■ **EXERCISE**:
Search the records below for "await"; copy each line that has it.

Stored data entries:
◆ ◆ ◆ ◆ ◆ ◆ ◆

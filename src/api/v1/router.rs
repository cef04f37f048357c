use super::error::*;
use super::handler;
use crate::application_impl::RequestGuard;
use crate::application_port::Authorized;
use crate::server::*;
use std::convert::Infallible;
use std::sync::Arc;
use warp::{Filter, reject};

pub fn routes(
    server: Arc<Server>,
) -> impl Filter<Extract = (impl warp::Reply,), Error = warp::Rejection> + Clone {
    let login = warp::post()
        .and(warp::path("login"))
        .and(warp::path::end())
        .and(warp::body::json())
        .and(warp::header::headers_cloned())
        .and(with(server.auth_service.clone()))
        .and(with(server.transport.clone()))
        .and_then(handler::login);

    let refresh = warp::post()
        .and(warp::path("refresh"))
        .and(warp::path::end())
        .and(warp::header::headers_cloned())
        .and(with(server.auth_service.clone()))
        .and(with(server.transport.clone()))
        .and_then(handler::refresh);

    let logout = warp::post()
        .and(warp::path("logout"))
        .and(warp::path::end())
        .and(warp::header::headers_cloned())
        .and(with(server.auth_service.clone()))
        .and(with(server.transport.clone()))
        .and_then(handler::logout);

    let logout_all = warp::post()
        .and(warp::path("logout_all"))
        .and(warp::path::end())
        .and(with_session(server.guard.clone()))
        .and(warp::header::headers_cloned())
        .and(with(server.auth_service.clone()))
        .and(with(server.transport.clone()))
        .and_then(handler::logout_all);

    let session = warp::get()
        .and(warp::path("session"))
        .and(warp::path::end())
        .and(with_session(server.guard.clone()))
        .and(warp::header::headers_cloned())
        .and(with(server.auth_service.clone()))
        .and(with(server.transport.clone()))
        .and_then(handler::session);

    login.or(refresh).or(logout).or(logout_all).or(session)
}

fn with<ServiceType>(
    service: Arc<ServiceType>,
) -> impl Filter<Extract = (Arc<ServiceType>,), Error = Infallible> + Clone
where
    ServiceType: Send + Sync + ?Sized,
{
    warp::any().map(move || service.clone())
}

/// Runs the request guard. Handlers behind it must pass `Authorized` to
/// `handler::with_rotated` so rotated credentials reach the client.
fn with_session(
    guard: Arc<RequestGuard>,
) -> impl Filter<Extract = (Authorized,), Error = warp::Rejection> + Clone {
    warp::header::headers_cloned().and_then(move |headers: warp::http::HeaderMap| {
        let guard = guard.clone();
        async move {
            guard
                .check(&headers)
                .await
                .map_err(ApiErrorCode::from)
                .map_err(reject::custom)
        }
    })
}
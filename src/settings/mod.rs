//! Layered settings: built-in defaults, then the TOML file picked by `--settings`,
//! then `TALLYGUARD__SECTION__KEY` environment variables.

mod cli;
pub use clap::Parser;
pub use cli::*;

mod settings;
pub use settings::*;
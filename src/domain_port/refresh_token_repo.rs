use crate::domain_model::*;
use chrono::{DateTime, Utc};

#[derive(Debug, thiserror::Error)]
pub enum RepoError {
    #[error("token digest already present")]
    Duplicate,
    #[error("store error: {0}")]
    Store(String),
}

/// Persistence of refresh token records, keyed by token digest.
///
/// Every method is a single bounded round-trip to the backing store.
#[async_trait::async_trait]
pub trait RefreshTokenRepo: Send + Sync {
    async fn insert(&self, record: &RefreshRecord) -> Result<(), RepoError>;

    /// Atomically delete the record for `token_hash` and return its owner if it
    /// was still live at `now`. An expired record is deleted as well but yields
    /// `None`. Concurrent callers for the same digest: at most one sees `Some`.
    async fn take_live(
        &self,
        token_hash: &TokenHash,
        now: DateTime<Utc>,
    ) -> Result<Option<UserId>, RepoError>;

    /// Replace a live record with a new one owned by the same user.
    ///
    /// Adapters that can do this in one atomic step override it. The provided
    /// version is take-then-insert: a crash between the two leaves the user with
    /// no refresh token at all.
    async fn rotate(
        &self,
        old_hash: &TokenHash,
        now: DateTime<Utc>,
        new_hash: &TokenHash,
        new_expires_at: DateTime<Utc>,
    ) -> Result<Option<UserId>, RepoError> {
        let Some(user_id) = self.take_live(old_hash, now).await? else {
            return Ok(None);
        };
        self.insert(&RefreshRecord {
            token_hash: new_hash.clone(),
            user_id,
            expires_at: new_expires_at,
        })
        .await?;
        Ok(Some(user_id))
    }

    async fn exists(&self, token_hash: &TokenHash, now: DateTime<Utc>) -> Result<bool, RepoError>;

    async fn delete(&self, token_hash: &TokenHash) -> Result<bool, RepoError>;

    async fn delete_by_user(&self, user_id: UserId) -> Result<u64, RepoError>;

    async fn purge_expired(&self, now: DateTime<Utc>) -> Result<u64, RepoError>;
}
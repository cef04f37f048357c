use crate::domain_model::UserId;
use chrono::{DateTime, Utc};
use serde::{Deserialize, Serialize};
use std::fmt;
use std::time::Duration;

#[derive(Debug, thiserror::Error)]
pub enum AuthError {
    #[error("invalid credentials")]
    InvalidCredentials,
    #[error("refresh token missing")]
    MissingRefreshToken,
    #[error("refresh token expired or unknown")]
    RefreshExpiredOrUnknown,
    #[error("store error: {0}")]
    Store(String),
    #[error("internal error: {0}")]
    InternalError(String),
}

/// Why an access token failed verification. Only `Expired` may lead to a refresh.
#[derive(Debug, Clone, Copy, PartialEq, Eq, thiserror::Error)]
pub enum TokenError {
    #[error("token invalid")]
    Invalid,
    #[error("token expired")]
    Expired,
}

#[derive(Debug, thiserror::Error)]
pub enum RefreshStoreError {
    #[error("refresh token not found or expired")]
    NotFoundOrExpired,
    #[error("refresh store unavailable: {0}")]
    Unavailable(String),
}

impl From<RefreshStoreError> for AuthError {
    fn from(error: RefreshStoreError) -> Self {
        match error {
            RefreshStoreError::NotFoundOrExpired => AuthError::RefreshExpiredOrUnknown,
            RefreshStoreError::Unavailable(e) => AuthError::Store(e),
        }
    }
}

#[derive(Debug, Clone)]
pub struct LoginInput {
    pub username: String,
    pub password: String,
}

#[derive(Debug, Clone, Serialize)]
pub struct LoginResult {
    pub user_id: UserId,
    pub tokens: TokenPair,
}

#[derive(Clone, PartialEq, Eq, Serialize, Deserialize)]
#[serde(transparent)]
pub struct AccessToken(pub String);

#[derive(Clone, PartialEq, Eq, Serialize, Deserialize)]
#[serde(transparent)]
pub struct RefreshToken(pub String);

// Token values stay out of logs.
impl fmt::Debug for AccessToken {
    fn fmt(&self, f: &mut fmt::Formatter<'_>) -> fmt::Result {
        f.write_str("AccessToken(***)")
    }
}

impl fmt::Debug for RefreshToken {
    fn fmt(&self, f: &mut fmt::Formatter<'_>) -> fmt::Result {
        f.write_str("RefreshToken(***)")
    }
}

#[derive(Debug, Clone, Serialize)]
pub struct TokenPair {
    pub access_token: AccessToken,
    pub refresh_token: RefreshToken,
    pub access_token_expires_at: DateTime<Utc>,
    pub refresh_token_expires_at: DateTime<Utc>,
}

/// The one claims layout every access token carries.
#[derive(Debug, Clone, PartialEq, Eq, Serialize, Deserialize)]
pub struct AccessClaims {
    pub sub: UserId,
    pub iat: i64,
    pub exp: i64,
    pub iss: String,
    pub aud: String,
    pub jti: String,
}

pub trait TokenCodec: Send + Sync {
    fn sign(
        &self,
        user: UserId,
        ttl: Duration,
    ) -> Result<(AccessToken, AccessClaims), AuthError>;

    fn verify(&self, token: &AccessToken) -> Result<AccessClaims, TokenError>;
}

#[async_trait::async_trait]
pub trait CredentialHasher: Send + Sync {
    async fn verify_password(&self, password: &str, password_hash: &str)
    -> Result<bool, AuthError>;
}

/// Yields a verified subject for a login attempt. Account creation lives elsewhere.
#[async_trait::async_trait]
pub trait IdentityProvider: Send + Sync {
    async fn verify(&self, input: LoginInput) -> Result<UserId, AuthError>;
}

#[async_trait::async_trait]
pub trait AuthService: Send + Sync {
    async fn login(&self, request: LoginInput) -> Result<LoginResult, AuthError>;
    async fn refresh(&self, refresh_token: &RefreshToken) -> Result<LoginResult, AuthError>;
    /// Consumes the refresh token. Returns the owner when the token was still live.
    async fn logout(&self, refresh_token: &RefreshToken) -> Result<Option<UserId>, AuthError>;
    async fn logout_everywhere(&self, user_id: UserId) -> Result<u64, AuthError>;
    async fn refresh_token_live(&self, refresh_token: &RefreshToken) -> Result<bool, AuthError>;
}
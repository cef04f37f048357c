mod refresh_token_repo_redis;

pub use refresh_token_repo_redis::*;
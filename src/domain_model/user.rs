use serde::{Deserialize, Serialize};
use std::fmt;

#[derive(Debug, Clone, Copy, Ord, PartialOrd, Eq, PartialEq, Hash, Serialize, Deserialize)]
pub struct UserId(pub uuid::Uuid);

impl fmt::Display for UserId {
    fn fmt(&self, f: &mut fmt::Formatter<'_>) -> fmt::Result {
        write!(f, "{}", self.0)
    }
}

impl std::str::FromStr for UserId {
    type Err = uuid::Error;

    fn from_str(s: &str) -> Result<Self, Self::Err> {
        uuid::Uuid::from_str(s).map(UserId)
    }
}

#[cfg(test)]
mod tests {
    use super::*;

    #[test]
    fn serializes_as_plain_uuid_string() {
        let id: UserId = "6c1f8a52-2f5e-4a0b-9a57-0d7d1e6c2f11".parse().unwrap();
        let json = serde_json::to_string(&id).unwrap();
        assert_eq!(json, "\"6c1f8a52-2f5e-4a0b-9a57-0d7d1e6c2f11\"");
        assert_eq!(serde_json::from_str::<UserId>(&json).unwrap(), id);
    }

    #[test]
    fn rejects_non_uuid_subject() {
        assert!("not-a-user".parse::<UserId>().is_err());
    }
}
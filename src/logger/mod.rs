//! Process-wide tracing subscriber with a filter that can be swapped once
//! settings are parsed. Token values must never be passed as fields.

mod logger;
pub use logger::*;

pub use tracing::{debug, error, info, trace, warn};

◆ ◆ ◆ ◆ ◆ ◆ ◆

■ **EXERCISE RESPONSE**:
                .await
        let Some(user_id) = self.take_live(old_hash, now).await? else {
        .await?;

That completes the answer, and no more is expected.